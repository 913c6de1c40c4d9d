use std::collections::HashMap;

use super::{ChartBackend, ChartConfig, ChartId, ChartInstance};
use crate::data::NavigationRequest;

struct ChartHandle {
    config: ChartConfig,
    instance: Box<dyn ChartInstance>,
}

/// Owner of every live chart, at most one per id.
///
/// Rendering an id that already has a live chart either updates it in place
/// (same kind) or destroys it before the replacement is created.  The handle
/// count is therefore bounded by the number of distinct ids ever rendered.
pub struct ChartRegistry {
    backend: Box<dyn ChartBackend>,
    handles: HashMap<ChartId, ChartHandle>,
}

impl ChartRegistry {
    pub fn new(backend: impl ChartBackend + 'static) -> Self {
        Self {
            backend: Box::new(backend),
            handles: HashMap::new(),
        }
    }

    pub fn render(&mut self, id: impl Into<ChartId>, config: ChartConfig) {
        let id = id.into();
        if let Some(handle) = self.handles.get_mut(&id) {
            if handle.config.kind == config.kind {
                if handle.config != config {
                    log::debug!("updating chart {id}");
                    handle.instance.update(&config);
                    handle.config = config;
                }
                return;
            }
        }
        self.teardown(id.as_str());

        log::debug!("creating {:?} chart {id}", config.kind);
        let instance = self.backend.create(&id, &config);
        self.handles.insert(id, ChartHandle { config, instance });
    }

    /// Destroy and forget the chart under `id`.  Returns whether one was live.
    pub fn teardown(&mut self, id: &str) -> bool {
        match self.handles.remove(id) {
            Some(mut handle) => {
                log::debug!("destroying chart {id}");
                handle.instance.destroy();
                true
            }
            None => false,
        }
    }

    pub fn teardown_all<'a>(&mut self, ids: impl IntoIterator<Item = &'a str>) {
        for id in ids {
            self.teardown(id);
        }
    }

    pub fn clear(&mut self) {
        for (id, mut handle) in self.handles.drain() {
            log::debug!("destroying chart {id}");
            handle.instance.destroy();
        }
    }

    /// Resolve a click on a data point into the navigation it triggers.
    pub fn click(&self, id: &str, dataset: usize, index: usize) -> Option<NavigationRequest> {
        self.handles
            .get(id)?
            .config
            .drill_down_request(dataset, index)
    }

    pub fn config(&self, id: &str) -> Option<&ChartConfig> {
        self.handles.get(id).map(|handle| &handle.config)
    }

    pub fn is_live(&self, id: &str) -> bool {
        self.handles.contains_key(id)
    }

    pub fn live(&self) -> impl Iterator<Item = &ChartId> {
        self.handles.keys()
    }

    pub fn len(&self) -> usize {
        self.handles.len()
    }

    pub fn is_empty(&self) -> bool {
        self.handles.is_empty()
    }
}

impl Drop for ChartRegistry {
    fn drop(&mut self) {
        self.clear();
    }
}

#[cfg(test)]
mod tests {
    use std::{cell::RefCell, rc::Rc};

    use super::*;
    use crate::chart::{Axis, ChartKind, Dataset, Series};

    #[derive(Default)]
    struct Log(Vec<String>);

    struct LoggingBackend(Rc<RefCell<Log>>);

    struct LoggingInstance {
        id: ChartId,
        log: Rc<RefCell<Log>>,
    }

    impl ChartBackend for LoggingBackend {
        fn create(&mut self, id: &ChartId, config: &ChartConfig) -> Box<dyn ChartInstance> {
            self.0.borrow_mut().0.push(format!("create {id} {:?}", config.kind));
            Box::new(LoggingInstance {
                id: id.clone(),
                log: self.0.clone(),
            })
        }
    }

    impl ChartInstance for LoggingInstance {
        fn update(&mut self, _config: &ChartConfig) {
            self.log.borrow_mut().0.push(format!("update {}", self.id));
        }

        fn destroy(&mut self) {
            self.log.borrow_mut().0.push(format!("destroy {}", self.id));
        }
    }

    fn config(kind: ChartKind, values: Vec<f64>) -> ChartConfig {
        ChartConfig::new(kind).dataset(Dataset {
            label: "values".into(),
            series: Series::Values(values),
            colors: vec![],
            axis: Axis::Primary,
        })
    }

    fn registry() -> (ChartRegistry, Rc<RefCell<Log>>) {
        let log = Rc::new(RefCell::new(Log::default()));
        (ChartRegistry::new(LoggingBackend(log.clone())), log)
    }

    #[test]
    fn kind_change_destroys_before_creating() {
        let (mut charts, log) = registry();
        charts.render("a", config(ChartKind::Bar, vec![1.0]));
        charts.render("a", config(ChartKind::Doughnut, vec![1.0]));

        assert_eq!(
            log.borrow().0,
            vec!["create a Bar", "destroy a", "create a Doughnut"]
        );
        assert_eq!(charts.len(), 1);
    }

    #[test]
    fn same_kind_updates_in_place() {
        let (mut charts, log) = registry();
        charts.render("a", config(ChartKind::Bar, vec![1.0]));
        charts.render("a", config(ChartKind::Bar, vec![1.0]));
        charts.render("a", config(ChartKind::Bar, vec![2.0]));

        assert_eq!(log.borrow().0, vec!["create a Bar", "update a"]);
        assert_eq!(charts.config("a"), Some(&config(ChartKind::Bar, vec![2.0])));
    }

    #[test]
    fn teardown_and_drop_destroy_live_charts() {
        let (mut charts, log) = registry();
        charts.render("a", config(ChartKind::Bar, vec![1.0]));
        charts.render("b", config(ChartKind::Bar, vec![1.0]));
        assert!(charts.teardown("a"));
        assert!(!charts.teardown("a"));
        drop(charts);

        let log = log.borrow();
        assert_eq!(log.0.iter().filter(|l| l.starts_with("destroy")).count(), 2);
    }
}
====================
TASK GOAL
Go through the data above and copy each line in which "NavigationRequest" appears.

TASK OUTPUT
use crate::data::NavigationRequest;
    pub fn click(&self, id: &str, dataset: usize, index: usize) -> Option<NavigationRequest> {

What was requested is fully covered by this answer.